In the near future, Autodesk might be able to leverage data connections for many hospitals in a particular region and take that data into a tool like Spacemaker. Once inside Spacemaker, that data will be translated into rich information helpful in designing better and more performative hospitals.

Tools for Owners

“Performative buildings” is a broad term. Mangon admits it can mean many things—from how a building functions for social distancing during a global pandemic like the one we are now facing; to how a building encourages creative interaction, like how Steve Jobs imagined the circular Apple campus building by Foster + Partners; to how satisfied Millennial employees are with their workspaces.

“These days, Millennials are thinking about their spaces where they work and if they are good for the environment. All of it goes up on social media,” he says. “So owners want to look at some of the trends in terms of satisfaction and help predict if people are going to renew their leases.” Mangon says this kind of data is the kind of data that SpaceIO and iOFFICE can collect, and it helps building owners know if they should renovate, tear the space down, or buy the next building two blocks away and do the same thing.

Digital Twin technology with SpaceIQ and Revit

Autodesk Revit and a connection to a SpaceIQ application running on an iPhone. (Image: Autodesk)

iOFFICE + SpaceIQ (merged companies as of this year) offer tools for building owners that span the gamut from “workplace” or employee experience, to facilities management, to real estate management software systems. With over 10,000 customers globally, the two combined companies possess millions of data points that can serve as a starting basis for how Autodesk can strategically align data with their pre-design and digital twins software systems.

“There is already some integration of data today,” says Mangon, “but it is mostly going from design and construction into that space. Most of the time, it is 2D drawings or text data. It brings value, but it only scratches the surface of what can be done.”

Digital Twins

So as we look at how “closing the loop” means taking data from operations and maintenance and generating rich information that can inform decision-making, Mangon says that for Autodesk, the centerpiece technology is digital twins. And their digital twins’ technology platform is Autodesk Tandem.

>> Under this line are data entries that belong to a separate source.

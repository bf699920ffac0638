#[cfg(feature = "server")]
use actix_cors::Cors;
#[cfg(feature = "server")]
use actix_files::Files;
#[cfg(feature = "server")]
use actix_identity::IdentityMiddleware;
#[cfg(feature = "server")]
use actix_session::{SessionMiddleware, storage::CookieSessionStore};
#[cfg(feature = "server")]
use actix_web::cookie::Key;
#[cfg(feature = "server")]
use actix_web::{App, HttpServer, middleware as actix_middleware, web};
#[cfg(feature = "server")]
use actix_web_flash_messages::{FlashMessagesFramework, storage::CookieMessageStore};
#[cfg(feature = "server")]
use tera::Tera;

use crate::domain::user::Role;
#[cfg(feature = "server")]
use crate::middleware::RedirectUnauthorized;
#[cfg(feature = "server")]
use crate::models::config::ServerConfig;
#[cfg(feature = "server")]
use crate::repository::{BackendRepository, DieselRepository};

#[cfg(feature = "server")]
pub mod auth;
pub mod db;
pub mod domain;
#[cfg(feature = "server")]
pub mod dto;
#[cfg(feature = "server")]
pub mod export;
#[cfg(feature = "server")]
pub mod forms;
#[cfg(feature = "server")]
pub mod i18n;
#[cfg(feature = "server")]
pub mod middleware;
pub mod models;
#[cfg(feature = "server")]
pub mod pagination;
pub mod repository;
#[cfg(feature = "server")]
pub mod routes;
pub mod schema;
#[cfg(feature = "server")]
pub mod services;

/// Master data, users and system logs.
pub const ADMIN_ROLES: &[Role] = &[Role::Admin];
/// The admin console: dashboard, templates, records and approvals.
pub const CONSOLE_ROLES: &[Role] = &[Role::Admin, Role::Supervisor];
/// The operator console is open to every signed-in user.
pub const OPERATOR_ROLES: &[Role] = &Role::ALL;

/// Builds and runs the Actix-Web HTTP server using the provided configuration.
#[cfg(feature = "server")]
pub async fn run(server_config: ServerConfig) -> std::io::Result<()> {
    use crate::routes::{
        approvals, auth as auth_routes, dashboard, master_data, operator, records, settings,
        templates, users,
    };

    // Local SQLite store for operator drafts.
    let pool = db::establish_connection_pool(&server_config.database_url).map_err(|e| {
        std::io::Error::other(format!("Failed to establish database connection: {e}"))
    })?;
    db::prepare_draft_store(&pool)
        .map_err(|e| std::io::Error::other(format!("Failed to prepare draft store: {e}")))?;
    let drafts = DieselRepository::new(pool);

    let backend =
        BackendRepository::new(&server_config.backend_url, server_config.request_timeout())
            .map_err(|e| std::io::Error::other(format!("Failed to create backend client: {e}")))?;
    log::info!("Using QC backend at {}", backend.base_url());

    // Keys and stores for identity, sessions, and flash messages.
    let secret_key = Key::try_from(server_config.secret.as_bytes())
        .map_err(|e| std::io::Error::other(format!("Invalid secret: {e}")))?;

    let message_store = CookieMessageStore::builder(secret_key.clone()).build();
    let message_framework = FlashMessagesFramework::builder(message_store).build();

    let tera = Tera::new(&server_config.templates_dir)
        .map_err(|e| std::io::Error::other(format!("Template parsing error(s): {e}")))?;

    let bind_address = (server_config.address.clone(), server_config.port);

    HttpServer::new(move || {
        App::new()
            .wrap(Cors::permissive())
            .wrap(message_framework.clone())
            .wrap(IdentityMiddleware::default())
            .wrap(
                SessionMiddleware::builder(CookieSessionStore::default(), secret_key.clone())
                    .cookie_secure(false) // set to true in prod
                    .cookie_domain(Some(server_config.domain.clone()))
                    .build(),
            )
            .wrap(actix_middleware::Compress::default())
            .wrap(actix_middleware::Logger::default())
            .service(Files::new("/assets", "./assets"))
            .service(auth_routes::login_page)
            .service(auth_routes::login)
            .service(
                web::scope("/m")
                    .wrap(RedirectUnauthorized)
                    .service(operator::show_dashboard)
                    .service(operator::show_machine_templates)
                    .service(operator::discard_draft)
                    .service(operator::show_entry)
                    .service(operator::save_entry)
                    .service(operator::show_history),
            )
            .service(
                web::scope("")
                    .wrap(RedirectUnauthorized)
                    .service(auth_routes::logout)
                    .service(auth_routes::not_allowed)
                    .service(dashboard::show_dashboard)
                    .service(master_data::show_companies)
                    .service(master_data::create_company)
                    .service(master_data::update_company)
                    .service(master_data::delete_company)
                    .service(master_data::show_locations)
                    .service(master_data::create_location)
                    .service(master_data::update_location)
                    .service(master_data::delete_location)
                    .service(master_data::show_machines)
                    .service(master_data::create_machine)
                    .service(master_data::update_machine)
                    .service(master_data::toggle_maintenance)
                    .service(master_data::delete_machine)
                    .service(master_data::show_products)
                    .service(master_data::create_product)
                    .service(master_data::update_product)
                    .service(master_data::delete_product)
                    .service(users::show_users)
                    .service(users::create_user)
                    .service(users::update_user)
                    .service(users::delete_user)
                    .service(templates::show_templates)
                    .service(templates::new_template)
                    .service(templates::create_template)
                    .service(templates::edit_template)
                    .service(templates::update_template)
                    .service(templates::delete_template)
                    .service(records::show_records)
                    .service(records::export_records_csv)
                    .service(records::export_records_pdf)
                    .service(records::show_record)
                    .service(records::export_record_pdf)
                    .service(records::delete_record)
                    .service(approvals::show_approvals)
                    .service(approvals::approve_record)
                    .service(approvals::reject_record)
                    .service(approvals::update_notes)
                    .service(settings::show_settings)
                    .service(settings::save_preferences)
                    .service(settings::dismiss_tour)
                    .service(settings::show_logs),
            )
            .app_data(web::Data::new(tera.clone()))
            .app_data(web::Data::new(backend.clone()))
            .app_data(web::Data::new(drafts.clone()))
            .app_data(web::Data::new(server_config.clone()))
    })
    .bind(bind_address)?
    .run()
    .await
}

“Historically, we build tools for architects, designers, and engineers—like AutoCAD and Revit and Civil3D,” he says. “Then we brought to market tools for construction companies. However, Tandem was built for owners. We had never before built a tool for owners from the owner’s perspective.”



They don’t care about clash detection or on-site logistics. So they need a tool for them.



He explains that one key thing owners do is “capital planning,” and Spacemaker is in that area and helps serve that function. He says that owners during the capital planning phase want to interact with the architect and the construction company and get what they need, but they have trouble getting it. “They don’t care about clash detection or on-site logistics. So they need a tool for them.”

“So the goal is—just like a construction company delivers a physical asset—Tandem delivers a digital asset,” says Mangon. He notes that owners don’t embrace BIM more because they never get what they want. Tandem is designed to give them exactly what they want.

With Autodesk Tandem at the center of the digital twin deliverable to owners, Autodesk can now connect other software systems such as Innovyze, Spacemaker, and the solutions from iOFFICE + SpaceIQ, bringing data full circle in the design-build-operate lifecycle.

The End Goal

Nicolas Mangon is ending the conversation by talking about different levels of digital maturity. From the owner’s side of things, the more sophisticated owners of the world, like Microsoft, are 100 percent BIM-centric with operations and maintenance. “That said, a large majority of the world continues to use 2D plan views in operations. So we can streamline this operation of getting data from Revit and AutoCAD into Tandem and tools like SpaceIQ,” he said. “We need to have different steps for different folks as we move customers from 2D to BIM and from BIM to the cloud.” The end goal is closing the feedback loop, and there will be different ways to get there.